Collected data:
_ _ _

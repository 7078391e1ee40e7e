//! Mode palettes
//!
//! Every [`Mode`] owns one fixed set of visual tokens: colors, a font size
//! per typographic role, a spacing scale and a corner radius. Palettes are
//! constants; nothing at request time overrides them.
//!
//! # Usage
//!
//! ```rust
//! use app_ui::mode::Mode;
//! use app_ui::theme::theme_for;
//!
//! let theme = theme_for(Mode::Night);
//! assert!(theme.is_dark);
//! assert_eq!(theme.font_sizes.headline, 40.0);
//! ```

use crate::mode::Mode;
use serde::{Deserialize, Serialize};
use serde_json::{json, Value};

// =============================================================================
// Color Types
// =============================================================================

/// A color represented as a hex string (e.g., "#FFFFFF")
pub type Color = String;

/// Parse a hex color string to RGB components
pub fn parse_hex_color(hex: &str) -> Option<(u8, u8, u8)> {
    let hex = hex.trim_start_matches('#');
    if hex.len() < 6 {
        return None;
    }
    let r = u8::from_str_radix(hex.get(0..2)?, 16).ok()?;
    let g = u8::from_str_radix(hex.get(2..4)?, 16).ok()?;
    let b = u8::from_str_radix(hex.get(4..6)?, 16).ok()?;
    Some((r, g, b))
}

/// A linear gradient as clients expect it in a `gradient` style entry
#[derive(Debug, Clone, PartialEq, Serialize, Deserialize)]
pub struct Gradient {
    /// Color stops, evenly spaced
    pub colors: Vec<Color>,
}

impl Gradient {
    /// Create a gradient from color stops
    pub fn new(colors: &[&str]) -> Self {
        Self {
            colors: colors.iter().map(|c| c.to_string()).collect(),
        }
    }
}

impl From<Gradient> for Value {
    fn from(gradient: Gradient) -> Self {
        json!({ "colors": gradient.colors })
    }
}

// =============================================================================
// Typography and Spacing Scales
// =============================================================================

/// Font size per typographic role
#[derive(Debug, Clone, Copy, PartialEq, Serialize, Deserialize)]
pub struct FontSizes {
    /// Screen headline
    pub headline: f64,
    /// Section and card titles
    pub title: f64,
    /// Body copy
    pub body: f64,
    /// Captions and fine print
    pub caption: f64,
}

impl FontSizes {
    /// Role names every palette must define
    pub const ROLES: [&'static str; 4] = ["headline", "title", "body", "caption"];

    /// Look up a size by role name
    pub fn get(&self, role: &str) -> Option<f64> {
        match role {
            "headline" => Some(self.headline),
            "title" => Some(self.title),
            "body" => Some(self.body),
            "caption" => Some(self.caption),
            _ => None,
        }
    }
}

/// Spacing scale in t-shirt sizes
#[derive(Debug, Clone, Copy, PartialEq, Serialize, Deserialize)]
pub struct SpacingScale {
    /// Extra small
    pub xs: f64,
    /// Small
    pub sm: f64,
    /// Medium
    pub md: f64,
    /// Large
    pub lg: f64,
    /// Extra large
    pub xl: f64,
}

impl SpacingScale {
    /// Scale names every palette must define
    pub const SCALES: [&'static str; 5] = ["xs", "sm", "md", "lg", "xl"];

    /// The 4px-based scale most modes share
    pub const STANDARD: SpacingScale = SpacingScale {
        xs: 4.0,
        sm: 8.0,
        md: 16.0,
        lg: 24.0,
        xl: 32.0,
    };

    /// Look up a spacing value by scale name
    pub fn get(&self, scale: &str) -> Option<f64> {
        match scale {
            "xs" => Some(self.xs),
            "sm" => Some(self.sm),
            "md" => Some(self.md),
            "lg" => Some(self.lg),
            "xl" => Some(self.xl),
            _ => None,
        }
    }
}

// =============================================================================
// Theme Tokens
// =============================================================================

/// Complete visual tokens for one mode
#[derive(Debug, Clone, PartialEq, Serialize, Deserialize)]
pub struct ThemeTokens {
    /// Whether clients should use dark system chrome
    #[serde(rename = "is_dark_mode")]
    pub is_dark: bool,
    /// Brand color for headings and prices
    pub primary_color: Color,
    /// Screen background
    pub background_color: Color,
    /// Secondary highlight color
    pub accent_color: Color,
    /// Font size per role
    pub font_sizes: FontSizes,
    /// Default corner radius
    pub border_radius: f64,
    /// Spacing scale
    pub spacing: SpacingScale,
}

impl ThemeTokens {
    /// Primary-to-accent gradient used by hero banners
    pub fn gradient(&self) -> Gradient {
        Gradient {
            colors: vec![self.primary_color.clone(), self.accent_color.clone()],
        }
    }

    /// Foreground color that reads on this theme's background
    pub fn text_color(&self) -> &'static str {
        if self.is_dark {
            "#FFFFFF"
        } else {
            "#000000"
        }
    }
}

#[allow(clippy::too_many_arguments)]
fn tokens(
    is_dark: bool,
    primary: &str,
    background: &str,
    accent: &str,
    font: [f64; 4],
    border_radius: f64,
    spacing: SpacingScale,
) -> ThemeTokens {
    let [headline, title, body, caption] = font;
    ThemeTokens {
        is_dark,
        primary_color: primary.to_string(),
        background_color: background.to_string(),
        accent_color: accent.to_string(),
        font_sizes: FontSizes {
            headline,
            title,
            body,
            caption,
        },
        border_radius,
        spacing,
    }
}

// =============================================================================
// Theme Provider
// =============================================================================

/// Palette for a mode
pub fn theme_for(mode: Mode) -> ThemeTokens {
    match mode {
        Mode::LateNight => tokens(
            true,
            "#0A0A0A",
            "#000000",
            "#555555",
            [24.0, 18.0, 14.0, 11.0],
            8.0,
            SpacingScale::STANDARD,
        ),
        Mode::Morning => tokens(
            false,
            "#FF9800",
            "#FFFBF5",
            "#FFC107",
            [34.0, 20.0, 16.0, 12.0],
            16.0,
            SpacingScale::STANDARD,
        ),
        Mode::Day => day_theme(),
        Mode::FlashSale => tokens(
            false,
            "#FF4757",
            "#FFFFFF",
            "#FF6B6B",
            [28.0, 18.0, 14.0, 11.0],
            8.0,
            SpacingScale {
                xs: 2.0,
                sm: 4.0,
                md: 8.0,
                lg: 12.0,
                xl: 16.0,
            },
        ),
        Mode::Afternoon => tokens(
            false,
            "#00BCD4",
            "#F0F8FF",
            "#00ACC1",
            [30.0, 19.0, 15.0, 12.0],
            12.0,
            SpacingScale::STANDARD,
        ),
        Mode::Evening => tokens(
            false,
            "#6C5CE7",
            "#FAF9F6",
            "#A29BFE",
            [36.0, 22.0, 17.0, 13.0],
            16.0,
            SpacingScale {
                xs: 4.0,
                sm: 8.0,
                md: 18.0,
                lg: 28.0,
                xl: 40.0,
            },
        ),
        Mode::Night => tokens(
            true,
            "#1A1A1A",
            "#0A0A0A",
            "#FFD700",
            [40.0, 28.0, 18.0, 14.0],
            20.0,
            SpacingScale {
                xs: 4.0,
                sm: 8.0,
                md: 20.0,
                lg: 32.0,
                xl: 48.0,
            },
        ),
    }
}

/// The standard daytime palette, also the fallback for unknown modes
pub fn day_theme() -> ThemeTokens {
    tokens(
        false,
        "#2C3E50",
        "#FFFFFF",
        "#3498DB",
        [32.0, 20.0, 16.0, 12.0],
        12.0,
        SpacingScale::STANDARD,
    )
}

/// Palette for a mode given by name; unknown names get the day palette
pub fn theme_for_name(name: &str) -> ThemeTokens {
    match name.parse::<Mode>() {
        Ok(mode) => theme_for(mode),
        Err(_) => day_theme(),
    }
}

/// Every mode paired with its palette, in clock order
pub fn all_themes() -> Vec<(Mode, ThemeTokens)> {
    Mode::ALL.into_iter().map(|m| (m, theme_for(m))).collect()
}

_ _ _

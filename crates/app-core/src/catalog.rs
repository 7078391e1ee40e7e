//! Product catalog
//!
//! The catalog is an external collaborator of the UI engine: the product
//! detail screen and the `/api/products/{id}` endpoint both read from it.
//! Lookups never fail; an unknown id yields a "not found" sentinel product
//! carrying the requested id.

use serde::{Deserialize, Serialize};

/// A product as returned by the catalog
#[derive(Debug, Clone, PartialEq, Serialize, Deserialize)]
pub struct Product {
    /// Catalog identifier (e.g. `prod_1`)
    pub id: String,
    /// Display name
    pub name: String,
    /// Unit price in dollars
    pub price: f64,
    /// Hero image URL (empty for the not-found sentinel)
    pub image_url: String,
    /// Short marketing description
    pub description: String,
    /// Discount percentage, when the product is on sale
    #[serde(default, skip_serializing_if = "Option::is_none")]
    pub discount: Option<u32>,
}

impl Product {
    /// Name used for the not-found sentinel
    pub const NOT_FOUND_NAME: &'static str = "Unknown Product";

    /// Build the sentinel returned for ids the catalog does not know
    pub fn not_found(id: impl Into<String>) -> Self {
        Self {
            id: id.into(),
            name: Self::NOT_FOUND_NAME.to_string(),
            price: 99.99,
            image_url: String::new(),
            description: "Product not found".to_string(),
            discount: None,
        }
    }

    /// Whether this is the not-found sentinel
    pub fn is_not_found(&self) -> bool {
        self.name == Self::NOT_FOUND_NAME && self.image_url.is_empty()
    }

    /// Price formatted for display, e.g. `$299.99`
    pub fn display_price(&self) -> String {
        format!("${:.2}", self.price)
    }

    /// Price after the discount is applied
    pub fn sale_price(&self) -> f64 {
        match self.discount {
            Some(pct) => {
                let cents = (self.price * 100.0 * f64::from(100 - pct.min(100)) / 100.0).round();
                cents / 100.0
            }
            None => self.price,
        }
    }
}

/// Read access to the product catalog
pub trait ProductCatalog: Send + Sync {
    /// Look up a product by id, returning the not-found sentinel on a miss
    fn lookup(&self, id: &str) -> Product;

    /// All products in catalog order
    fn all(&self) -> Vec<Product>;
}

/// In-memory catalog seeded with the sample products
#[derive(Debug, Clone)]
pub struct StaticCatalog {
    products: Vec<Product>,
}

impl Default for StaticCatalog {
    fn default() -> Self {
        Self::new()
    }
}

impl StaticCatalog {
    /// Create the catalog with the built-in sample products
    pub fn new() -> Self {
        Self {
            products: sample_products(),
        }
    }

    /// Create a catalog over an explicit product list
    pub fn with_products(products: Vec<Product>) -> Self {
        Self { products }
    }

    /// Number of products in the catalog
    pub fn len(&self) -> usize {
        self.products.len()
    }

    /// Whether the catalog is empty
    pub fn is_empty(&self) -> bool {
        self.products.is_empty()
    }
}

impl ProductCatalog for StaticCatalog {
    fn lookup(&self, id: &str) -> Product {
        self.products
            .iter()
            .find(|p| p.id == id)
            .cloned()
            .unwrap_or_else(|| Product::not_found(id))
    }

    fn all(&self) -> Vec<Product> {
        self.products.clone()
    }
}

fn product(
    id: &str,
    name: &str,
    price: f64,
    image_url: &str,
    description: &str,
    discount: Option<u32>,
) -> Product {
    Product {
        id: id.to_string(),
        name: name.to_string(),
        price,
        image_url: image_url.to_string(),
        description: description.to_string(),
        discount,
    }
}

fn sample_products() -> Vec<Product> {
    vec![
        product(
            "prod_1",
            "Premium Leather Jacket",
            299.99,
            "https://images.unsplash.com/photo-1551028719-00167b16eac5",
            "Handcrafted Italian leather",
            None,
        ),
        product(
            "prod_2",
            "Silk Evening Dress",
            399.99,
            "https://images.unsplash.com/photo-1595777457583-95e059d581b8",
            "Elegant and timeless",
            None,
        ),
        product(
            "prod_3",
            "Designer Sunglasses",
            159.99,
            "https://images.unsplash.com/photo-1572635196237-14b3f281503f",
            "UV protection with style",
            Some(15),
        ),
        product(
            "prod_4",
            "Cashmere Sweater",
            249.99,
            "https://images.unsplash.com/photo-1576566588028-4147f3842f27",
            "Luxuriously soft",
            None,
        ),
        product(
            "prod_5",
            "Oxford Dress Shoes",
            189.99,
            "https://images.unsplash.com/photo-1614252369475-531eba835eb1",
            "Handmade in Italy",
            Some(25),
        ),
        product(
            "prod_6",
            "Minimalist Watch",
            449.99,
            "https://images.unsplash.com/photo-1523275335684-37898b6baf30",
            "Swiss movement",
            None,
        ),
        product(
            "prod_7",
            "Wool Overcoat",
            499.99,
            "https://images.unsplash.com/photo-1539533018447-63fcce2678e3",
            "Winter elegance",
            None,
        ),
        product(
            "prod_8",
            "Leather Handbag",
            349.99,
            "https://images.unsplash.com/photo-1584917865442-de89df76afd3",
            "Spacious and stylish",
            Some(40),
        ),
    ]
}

_ _ _

Within the records above, find every line containing "FFFFFF" and report only how many there are.

▶ _TASK RESPONSE_: 4